→ Directions for this task:
Show, from the records below, all lines that contain the word "role".

→ Supplied entries:
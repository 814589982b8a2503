//! Memory-barrier primitives.
//!
//! Only [`FencedCursors`](crate::spsc::cursors::FencedCursors) calls these;
//! the fencing protocol lives there once, never inline at queue call sites.
//!
//! Two backends implement [`Barrier`]:
//!
//! - [`Portable`] - built from [`std::sync::atomic::fence`]. This is the
//!   default and is correct under the Rust memory model on every target.
//! - [`Hardware`] - issues `lfence`/`sfence`/`mfence` directly on x86_64 and
//!   falls back to the portable fences on every other architecture. It exists
//!   to compare the instruction-level protocol with the atomic one and is not
//!   a portability guarantee: the Rust memory model only recognises
//!   happens-before edges created by atomic fences, so this backend relies on
//!   x86's total store order for its correctness.
//!
//! ```text
//! Barrier          Portable                Hardware (x86_64)
//! load_fence()     fence(Acquire)          lfence
//! store_fence()    fence(Release)          sfence
//! full_fence()     fence(SeqCst)           mfence
//! compiler_fence() compiler_fence(SeqCst)  compiler_fence(SeqCst)
//! ```

use std::sync::atomic::{self, Ordering};

/// A set of memory-fence operations.
///
/// Every method is infallible and has no return value. Implementations are
/// zero-sized markers; the trait exists so the fence-based cursor strategy
/// can be instantiated over either backend.
pub trait Barrier: Send + Sync + 'static {
    /// Short name used in logs and test output.
    const NAME: &'static str;

    /// Orders every load before the fence ahead of every load and store after it.
    ///
    /// Issued after reading the opposite role's cursor and before trusting it.
    fn load_fence();

    /// Orders every load and store before the fence ahead of every store after it.
    ///
    /// Issued after constructing or dropping an element and before publishing
    /// the cursor that hands the slot to the other role.
    fn store_fence();

    /// Orders all memory operations on both sides of the fence.
    fn full_fence();

    /// Prevents compiler reordering only; emits no instruction.
    fn compiler_fence();
}

/// Barrier backend built from the standard library's atomic fences.
#[derive(Debug, Clone, Copy, Default, PartialEq, Eq)]
pub struct Portable;

impl Barrier for Portable {
    const NAME: &'static str = "portable";

    #[inline(always)]
    fn load_fence() {
        atomic::fence(Ordering::Acquire);
    }

    #[inline(always)]
    fn store_fence() {
        atomic::fence(Ordering::Release);
    }

    #[inline(always)]
    fn full_fence() {
        atomic::fence(Ordering::SeqCst);
    }

    #[inline(always)]
    fn compiler_fence() {
        atomic::compiler_fence(Ordering::SeqCst);
    }
}

/// Barrier backend issuing x86 fence instructions.
///
/// On targets other than x86_64 every method delegates to [`Portable`].
#[derive(Debug, Clone, Copy, Default, PartialEq, Eq)]
pub struct Hardware;

#[cfg(target_arch = "x86_64")]
impl Barrier for Hardware {
    const NAME: &'static str = "x86_64";

    #[inline(always)]
    fn load_fence() {
        // SAFETY: `lfence` is part of the SSE2 baseline every x86_64 CPU
        // implements. It takes no operands, touches no registers or flags,
        // and the absence of `nomem` makes the block a compiler barrier.
        unsafe { std::arch::asm!("lfence", options(nostack, preserves_flags)) };
    }

    #[inline(always)]
    fn store_fence() {
        // SAFETY: as for `load_fence`; `sfence` is SSE baseline.
        unsafe { std::arch::asm!("sfence", options(nostack, preserves_flags)) };
    }

    #[inline(always)]
    fn full_fence() {
        // SAFETY: as for `load_fence`; `mfence` is SSE2 baseline.
        unsafe { std::arch::asm!("mfence", options(nostack, preserves_flags)) };
    }

    #[inline(always)]
    fn compiler_fence() {
        atomic::compiler_fence(Ordering::SeqCst);
    }
}

#[cfg(not(target_arch = "x86_64"))]
impl Barrier for Hardware {
    const NAME: &'static str = "portable-fallback";

    #[inline(always)]
    fn load_fence() {
        Portable::load_fence();
    }

    #[inline(always)]
    fn store_fence() {
        Portable::store_fence();
    }

    #[inline(always)]
    fn full_fence() {
        Portable::full_fence();
    }

    #[inline(always)]
    fn compiler_fence() {
        Portable::compiler_fence();
    }
}

#[cfg(test)]
mod tests {
    use super::*;
    use std::sync::Arc;
    use std::sync::atomic::{AtomicBool, AtomicU64};

    fn exercise<B: Barrier>() {
        B::load_fence();
        B::store_fence();
        B::full_fence();
        B::compiler_fence();
    }

    #[test]
    fn test_all_fences_are_callable() {
        exercise::<Portable>();
        exercise::<Hardware>();
    }

    #[test]
    fn test_backend_names() {
        assert_eq!(Portable::NAME, "portable");
        assert!(!Hardware::NAME.is_empty());
    }

    /// Message passing through a relaxed flag bracketed by fences.
    fn message_passing<B: Barrier>() {
        for _ in 0..1_000 {
            let data = Arc::new(AtomicU64::new(0));
            let ready = Arc::new(AtomicBool::new(false));

            let writer = {
                let data = Arc::clone(&data);
                let ready = Arc::clone(&ready);
                std::thread::spawn(move || {
                    data.store(0xDEAD_BEEF, Ordering::Relaxed);
                    B::store_fence();
                    ready.store(true, Ordering::Relaxed);
                })
            };

            while !ready.load(Ordering::Relaxed) {
                B::compiler_fence();
                std::hint::spin_loop();
            }
            B::load_fence();
            assert_eq!(data.load(Ordering::Relaxed), 0xDEAD_BEEF);

            writer.join().unwrap();
        }
    }

    #[test]
    fn test_portable_message_passing() {
        message_passing::<Portable>();
    }

    #[test]
    fn test_hardware_message_passing() {
        message_passing::<Hardware>();
    }
}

→ Written solution:
    /// Issued after reading the opposite role's cursor and before trusting it.
    /// the cursor that hands the slot to the other role.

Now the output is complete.